[Input data]

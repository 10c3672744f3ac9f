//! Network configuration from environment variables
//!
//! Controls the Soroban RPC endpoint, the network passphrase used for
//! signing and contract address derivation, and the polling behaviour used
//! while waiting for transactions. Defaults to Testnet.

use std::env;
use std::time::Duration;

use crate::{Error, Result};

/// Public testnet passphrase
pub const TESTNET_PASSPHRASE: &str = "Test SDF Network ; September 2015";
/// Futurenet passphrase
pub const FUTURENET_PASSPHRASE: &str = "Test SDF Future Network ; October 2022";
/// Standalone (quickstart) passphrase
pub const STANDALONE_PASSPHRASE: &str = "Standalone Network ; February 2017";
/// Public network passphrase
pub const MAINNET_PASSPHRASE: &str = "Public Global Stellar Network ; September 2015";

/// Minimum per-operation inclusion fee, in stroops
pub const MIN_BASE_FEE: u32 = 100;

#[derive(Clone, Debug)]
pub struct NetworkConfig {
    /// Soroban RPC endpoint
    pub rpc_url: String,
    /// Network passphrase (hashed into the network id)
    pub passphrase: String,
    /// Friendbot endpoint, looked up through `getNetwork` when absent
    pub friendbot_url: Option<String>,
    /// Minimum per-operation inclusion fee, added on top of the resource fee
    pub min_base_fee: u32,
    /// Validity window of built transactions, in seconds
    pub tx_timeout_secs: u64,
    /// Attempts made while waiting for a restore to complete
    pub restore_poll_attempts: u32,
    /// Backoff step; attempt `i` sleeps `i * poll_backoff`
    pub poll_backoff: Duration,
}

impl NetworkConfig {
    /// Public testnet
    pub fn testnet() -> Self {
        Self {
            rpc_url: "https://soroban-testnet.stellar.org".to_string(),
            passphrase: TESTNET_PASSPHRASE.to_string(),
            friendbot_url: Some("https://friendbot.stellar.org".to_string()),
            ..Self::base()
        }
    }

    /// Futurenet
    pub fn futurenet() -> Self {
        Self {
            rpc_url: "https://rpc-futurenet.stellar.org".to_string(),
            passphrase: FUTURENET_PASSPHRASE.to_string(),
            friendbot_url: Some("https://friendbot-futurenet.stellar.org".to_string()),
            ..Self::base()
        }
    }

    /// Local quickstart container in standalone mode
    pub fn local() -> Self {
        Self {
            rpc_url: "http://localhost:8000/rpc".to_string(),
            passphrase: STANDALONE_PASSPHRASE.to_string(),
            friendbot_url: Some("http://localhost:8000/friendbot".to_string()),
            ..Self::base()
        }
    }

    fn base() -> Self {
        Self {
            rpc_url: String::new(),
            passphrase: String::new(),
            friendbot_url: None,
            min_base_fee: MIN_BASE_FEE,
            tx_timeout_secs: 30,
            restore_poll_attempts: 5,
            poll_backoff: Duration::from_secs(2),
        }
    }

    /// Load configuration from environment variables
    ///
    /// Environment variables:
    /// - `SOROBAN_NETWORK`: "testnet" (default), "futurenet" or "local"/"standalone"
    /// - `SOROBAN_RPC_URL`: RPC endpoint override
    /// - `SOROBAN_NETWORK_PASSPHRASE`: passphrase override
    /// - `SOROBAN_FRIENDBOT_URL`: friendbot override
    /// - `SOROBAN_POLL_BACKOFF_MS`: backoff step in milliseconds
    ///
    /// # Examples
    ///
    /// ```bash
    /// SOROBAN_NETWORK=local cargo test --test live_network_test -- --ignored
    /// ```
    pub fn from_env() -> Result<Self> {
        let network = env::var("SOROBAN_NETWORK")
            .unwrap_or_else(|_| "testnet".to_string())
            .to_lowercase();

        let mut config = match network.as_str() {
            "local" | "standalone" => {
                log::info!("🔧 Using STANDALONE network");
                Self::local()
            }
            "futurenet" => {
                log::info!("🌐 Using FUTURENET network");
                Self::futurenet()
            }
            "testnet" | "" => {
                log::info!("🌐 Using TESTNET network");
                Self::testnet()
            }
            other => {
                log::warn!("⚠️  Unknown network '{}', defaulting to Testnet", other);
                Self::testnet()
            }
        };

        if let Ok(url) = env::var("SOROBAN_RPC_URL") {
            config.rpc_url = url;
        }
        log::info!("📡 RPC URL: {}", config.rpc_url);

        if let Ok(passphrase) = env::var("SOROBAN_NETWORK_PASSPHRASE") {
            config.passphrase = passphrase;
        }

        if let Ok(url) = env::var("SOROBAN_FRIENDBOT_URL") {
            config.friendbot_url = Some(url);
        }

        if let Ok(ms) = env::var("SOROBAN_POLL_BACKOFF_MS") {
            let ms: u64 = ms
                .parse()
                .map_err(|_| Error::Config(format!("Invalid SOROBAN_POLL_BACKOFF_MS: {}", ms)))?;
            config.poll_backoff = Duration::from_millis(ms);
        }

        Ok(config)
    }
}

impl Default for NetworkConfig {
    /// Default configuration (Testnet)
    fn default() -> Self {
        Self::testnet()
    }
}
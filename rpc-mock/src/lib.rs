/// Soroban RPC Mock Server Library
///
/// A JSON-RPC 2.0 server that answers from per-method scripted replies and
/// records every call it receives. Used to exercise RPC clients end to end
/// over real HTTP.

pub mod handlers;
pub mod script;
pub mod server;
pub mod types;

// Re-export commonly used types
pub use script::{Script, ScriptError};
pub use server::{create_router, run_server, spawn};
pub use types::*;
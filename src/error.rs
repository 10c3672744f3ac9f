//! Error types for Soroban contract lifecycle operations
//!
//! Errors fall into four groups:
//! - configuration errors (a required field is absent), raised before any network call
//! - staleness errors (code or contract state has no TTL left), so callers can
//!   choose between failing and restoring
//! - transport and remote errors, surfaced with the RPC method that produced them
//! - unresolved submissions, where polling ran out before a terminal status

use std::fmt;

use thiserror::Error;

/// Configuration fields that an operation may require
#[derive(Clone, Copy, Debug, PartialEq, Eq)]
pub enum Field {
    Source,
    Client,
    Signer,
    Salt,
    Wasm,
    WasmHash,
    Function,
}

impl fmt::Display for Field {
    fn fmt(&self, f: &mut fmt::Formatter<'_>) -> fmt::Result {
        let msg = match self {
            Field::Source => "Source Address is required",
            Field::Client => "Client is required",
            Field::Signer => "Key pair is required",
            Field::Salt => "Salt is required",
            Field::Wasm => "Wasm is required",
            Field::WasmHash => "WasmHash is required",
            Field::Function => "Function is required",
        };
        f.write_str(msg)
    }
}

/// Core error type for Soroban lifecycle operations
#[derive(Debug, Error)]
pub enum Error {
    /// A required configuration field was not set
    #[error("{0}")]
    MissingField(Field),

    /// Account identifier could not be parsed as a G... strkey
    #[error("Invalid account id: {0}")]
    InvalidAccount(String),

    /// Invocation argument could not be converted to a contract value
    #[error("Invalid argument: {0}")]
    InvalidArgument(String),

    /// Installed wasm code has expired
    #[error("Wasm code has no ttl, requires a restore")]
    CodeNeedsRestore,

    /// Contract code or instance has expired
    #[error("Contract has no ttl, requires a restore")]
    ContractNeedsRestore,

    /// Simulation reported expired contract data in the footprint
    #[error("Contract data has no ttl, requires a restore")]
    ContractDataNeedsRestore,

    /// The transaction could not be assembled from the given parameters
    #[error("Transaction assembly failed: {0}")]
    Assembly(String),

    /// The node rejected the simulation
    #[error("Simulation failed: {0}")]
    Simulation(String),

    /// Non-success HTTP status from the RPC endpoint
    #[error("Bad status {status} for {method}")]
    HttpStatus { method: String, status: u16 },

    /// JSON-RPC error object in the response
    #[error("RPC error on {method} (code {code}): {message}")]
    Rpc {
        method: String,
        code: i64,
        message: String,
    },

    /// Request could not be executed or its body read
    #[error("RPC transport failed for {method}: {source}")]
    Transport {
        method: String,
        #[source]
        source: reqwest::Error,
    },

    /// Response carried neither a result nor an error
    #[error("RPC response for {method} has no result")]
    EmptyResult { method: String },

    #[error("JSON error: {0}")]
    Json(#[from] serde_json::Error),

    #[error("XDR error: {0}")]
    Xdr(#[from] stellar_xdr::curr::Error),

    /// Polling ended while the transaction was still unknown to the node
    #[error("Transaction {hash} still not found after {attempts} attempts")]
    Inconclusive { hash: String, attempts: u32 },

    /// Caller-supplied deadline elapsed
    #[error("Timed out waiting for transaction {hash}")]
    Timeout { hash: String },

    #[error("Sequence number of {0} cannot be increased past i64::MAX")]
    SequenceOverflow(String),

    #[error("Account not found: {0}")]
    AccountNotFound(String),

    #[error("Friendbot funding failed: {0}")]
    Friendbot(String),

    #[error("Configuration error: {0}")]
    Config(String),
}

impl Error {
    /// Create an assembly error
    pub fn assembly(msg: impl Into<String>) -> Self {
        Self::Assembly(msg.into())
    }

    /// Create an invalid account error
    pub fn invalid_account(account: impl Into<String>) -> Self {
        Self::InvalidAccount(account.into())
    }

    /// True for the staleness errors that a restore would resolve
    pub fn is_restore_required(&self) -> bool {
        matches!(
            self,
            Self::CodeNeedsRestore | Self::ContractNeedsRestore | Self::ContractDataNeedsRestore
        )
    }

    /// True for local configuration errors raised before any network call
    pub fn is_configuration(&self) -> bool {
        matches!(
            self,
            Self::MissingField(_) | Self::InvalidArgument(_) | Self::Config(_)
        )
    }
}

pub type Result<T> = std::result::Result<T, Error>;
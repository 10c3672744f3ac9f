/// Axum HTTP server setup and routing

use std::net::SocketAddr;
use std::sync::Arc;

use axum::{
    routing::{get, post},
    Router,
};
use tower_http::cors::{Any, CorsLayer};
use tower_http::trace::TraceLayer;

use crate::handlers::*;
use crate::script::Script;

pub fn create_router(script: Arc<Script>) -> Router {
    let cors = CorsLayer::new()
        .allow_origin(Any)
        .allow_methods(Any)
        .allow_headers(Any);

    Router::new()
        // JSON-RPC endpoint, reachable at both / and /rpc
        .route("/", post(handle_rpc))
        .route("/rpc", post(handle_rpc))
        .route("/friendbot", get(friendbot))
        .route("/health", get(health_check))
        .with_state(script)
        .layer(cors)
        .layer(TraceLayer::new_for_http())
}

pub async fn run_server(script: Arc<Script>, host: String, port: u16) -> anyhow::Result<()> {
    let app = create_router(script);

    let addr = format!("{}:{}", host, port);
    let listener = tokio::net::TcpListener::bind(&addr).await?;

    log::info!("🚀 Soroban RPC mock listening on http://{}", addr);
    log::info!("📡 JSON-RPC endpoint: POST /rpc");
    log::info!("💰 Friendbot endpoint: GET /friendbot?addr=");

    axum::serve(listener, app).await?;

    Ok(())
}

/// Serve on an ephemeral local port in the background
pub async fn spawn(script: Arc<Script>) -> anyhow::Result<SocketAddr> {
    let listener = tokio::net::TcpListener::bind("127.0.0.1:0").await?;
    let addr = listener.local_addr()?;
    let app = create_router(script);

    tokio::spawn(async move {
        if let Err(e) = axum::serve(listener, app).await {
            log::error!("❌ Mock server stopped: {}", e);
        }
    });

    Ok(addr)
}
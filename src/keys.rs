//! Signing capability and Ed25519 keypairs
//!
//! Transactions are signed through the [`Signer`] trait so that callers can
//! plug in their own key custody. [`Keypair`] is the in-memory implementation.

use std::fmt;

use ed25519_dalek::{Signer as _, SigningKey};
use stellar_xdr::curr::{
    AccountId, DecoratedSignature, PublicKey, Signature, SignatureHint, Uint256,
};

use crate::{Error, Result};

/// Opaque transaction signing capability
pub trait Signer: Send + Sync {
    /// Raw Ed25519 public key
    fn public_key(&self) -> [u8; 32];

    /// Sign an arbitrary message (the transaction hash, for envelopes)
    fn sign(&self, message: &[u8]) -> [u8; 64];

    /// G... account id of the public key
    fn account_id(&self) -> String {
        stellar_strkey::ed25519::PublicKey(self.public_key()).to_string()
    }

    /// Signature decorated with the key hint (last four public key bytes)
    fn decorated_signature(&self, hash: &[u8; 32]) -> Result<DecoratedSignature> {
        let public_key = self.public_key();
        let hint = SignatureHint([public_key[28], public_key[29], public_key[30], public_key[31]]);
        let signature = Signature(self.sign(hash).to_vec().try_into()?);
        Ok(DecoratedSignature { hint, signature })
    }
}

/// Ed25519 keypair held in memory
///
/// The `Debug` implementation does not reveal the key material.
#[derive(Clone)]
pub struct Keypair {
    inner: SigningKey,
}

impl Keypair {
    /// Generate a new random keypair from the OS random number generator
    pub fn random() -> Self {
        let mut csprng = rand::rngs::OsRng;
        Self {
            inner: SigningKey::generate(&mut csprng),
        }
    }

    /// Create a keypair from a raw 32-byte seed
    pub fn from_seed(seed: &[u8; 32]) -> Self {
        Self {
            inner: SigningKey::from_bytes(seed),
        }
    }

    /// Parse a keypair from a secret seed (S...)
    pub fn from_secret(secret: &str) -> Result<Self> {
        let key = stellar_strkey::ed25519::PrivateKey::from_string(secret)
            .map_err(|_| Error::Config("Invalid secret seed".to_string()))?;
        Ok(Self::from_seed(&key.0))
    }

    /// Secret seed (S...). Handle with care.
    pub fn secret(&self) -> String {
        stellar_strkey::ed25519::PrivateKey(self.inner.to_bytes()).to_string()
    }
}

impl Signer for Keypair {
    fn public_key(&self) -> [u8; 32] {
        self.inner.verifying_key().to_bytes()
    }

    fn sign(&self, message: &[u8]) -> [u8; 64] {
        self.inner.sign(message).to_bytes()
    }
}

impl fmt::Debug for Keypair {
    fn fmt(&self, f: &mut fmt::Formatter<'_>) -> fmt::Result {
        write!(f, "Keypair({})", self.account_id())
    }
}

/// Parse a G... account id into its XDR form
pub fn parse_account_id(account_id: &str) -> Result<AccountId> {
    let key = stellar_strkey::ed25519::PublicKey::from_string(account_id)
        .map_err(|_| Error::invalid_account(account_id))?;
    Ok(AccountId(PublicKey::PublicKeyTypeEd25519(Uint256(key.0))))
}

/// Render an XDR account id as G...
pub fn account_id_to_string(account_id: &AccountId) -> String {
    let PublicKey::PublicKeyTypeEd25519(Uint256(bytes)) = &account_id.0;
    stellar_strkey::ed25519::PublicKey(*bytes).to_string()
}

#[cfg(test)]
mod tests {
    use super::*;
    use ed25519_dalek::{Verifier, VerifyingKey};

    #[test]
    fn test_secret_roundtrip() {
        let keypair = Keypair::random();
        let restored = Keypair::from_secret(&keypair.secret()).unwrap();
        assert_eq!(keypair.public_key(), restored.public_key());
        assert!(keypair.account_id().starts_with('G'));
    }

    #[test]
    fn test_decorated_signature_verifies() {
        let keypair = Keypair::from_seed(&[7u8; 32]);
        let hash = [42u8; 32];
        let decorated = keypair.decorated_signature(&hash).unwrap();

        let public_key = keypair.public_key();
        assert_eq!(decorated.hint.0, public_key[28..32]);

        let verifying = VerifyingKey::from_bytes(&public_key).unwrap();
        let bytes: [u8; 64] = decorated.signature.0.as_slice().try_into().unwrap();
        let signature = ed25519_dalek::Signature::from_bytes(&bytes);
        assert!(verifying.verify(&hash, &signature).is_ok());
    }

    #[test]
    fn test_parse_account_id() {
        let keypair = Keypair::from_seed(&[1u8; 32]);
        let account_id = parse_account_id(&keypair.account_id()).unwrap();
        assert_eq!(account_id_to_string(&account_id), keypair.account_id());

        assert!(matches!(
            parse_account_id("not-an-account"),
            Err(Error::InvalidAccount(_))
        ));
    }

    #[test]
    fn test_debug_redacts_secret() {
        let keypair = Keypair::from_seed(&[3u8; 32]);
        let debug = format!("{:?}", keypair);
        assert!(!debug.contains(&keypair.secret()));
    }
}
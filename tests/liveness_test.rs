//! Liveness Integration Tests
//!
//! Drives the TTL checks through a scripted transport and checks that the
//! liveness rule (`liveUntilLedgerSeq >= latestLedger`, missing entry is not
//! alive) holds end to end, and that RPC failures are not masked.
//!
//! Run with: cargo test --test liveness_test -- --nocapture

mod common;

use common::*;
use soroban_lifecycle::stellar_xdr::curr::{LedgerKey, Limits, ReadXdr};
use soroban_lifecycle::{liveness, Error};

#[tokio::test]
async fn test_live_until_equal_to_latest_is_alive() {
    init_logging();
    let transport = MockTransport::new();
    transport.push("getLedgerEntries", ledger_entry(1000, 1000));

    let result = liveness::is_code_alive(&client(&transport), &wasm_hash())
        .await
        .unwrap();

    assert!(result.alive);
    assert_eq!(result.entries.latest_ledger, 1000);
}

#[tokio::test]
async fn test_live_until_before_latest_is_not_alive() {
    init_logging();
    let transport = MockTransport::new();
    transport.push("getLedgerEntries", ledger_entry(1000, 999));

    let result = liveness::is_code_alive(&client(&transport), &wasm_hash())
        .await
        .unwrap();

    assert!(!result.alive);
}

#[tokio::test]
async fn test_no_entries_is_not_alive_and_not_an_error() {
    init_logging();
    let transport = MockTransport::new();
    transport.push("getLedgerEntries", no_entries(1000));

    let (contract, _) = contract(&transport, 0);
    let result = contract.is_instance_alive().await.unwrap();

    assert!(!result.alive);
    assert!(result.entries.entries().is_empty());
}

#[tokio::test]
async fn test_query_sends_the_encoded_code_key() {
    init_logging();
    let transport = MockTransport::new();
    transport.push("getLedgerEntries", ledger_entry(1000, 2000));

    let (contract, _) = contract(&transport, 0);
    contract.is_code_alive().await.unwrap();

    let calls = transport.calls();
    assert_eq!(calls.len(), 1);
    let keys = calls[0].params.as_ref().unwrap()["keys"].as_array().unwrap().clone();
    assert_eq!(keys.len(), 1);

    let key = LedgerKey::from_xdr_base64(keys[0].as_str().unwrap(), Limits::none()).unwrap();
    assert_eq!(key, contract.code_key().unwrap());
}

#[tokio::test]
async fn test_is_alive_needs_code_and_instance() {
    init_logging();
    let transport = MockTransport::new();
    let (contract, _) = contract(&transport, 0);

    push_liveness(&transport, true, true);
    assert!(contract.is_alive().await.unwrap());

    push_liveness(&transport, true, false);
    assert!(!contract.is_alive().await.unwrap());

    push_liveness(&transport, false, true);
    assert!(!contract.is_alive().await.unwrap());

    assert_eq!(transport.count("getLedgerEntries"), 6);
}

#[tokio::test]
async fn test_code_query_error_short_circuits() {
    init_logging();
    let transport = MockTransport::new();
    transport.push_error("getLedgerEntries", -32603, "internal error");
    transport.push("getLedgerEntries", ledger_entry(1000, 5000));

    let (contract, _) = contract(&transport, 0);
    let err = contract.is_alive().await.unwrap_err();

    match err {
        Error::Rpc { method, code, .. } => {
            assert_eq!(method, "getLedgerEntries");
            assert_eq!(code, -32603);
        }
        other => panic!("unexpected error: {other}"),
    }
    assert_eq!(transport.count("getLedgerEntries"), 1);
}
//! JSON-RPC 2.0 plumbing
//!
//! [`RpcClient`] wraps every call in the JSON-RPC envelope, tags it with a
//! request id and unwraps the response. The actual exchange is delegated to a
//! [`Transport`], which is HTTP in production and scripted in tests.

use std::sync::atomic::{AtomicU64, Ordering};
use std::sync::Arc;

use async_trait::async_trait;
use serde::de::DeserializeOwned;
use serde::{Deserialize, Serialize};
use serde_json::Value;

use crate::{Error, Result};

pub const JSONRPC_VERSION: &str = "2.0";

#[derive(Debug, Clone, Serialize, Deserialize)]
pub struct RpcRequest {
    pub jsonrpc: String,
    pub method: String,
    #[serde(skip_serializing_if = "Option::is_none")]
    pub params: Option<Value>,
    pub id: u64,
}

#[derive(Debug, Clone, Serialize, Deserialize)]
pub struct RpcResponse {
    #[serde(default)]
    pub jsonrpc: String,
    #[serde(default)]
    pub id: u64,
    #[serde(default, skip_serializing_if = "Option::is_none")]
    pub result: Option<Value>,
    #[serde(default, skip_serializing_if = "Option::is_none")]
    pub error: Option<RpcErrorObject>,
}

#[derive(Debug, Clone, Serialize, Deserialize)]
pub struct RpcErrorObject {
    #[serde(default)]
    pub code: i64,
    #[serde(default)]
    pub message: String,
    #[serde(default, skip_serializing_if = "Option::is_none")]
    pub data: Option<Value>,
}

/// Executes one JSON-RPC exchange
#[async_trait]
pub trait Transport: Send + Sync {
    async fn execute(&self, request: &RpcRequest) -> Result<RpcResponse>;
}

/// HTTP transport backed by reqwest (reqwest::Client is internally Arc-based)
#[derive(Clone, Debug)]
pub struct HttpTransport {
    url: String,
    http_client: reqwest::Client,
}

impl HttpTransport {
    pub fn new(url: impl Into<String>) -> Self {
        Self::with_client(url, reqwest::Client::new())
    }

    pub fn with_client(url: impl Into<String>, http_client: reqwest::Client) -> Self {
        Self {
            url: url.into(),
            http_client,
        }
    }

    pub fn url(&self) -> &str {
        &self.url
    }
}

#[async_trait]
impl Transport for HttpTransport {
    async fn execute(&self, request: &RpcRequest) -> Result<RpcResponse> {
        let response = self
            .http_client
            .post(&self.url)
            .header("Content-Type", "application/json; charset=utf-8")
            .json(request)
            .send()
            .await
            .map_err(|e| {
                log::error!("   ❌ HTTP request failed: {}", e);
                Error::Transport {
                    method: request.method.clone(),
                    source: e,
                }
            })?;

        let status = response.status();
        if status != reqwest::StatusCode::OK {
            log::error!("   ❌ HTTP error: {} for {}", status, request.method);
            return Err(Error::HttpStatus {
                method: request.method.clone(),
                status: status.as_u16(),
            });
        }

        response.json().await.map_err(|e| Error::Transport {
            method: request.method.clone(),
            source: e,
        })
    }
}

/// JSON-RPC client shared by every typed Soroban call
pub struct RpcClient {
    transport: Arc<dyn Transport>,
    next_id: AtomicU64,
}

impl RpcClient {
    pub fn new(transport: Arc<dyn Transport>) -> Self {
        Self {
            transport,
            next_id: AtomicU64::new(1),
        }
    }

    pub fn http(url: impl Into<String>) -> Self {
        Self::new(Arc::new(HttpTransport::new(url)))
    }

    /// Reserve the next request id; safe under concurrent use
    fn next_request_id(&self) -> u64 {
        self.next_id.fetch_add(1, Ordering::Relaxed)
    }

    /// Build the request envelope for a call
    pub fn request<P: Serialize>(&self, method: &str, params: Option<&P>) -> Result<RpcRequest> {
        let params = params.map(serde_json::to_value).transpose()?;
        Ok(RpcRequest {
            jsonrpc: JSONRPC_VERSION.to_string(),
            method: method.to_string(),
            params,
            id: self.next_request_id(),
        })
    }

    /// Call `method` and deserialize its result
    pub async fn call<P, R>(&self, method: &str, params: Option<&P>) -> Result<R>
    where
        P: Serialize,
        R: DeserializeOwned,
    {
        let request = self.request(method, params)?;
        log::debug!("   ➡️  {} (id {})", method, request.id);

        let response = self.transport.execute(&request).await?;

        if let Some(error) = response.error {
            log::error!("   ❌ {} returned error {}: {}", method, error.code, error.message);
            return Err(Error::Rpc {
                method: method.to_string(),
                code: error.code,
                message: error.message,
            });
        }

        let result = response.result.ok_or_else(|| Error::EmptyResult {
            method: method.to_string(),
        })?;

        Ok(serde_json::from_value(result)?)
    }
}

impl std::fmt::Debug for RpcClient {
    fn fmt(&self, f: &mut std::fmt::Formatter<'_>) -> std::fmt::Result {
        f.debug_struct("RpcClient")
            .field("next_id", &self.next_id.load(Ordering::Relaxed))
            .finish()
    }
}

[/Input data]

→ **Exercise**
Output only the lines from the one that contains "if let Some(error)" through the last line of the data above, each restated exactly.

→ **Task solution**
        if let Some(error) = response.error {
            log::error!("   ❌ {} returned error {}: {}", method, error.code, error.message);
            return Err(Error::Rpc {
                method: method.to_string(),
                code: error.code,
                message: error.message,
            });
        }

        let result = response.result.ok_or_else(|| Error::EmptyResult {
            method: method.to_string(),
        })?;

        Ok(serde_json::from_value(result)?)
    }
}

impl std::fmt::Debug for RpcClient {
    fn fmt(&self, f: &mut std::fmt::Formatter<'_>) -> std::fmt::Result {
        f.debug_struct("RpcClient")
            .field("next_id", &self.next_id.load(Ordering::Relaxed))
            .finish()
    }
}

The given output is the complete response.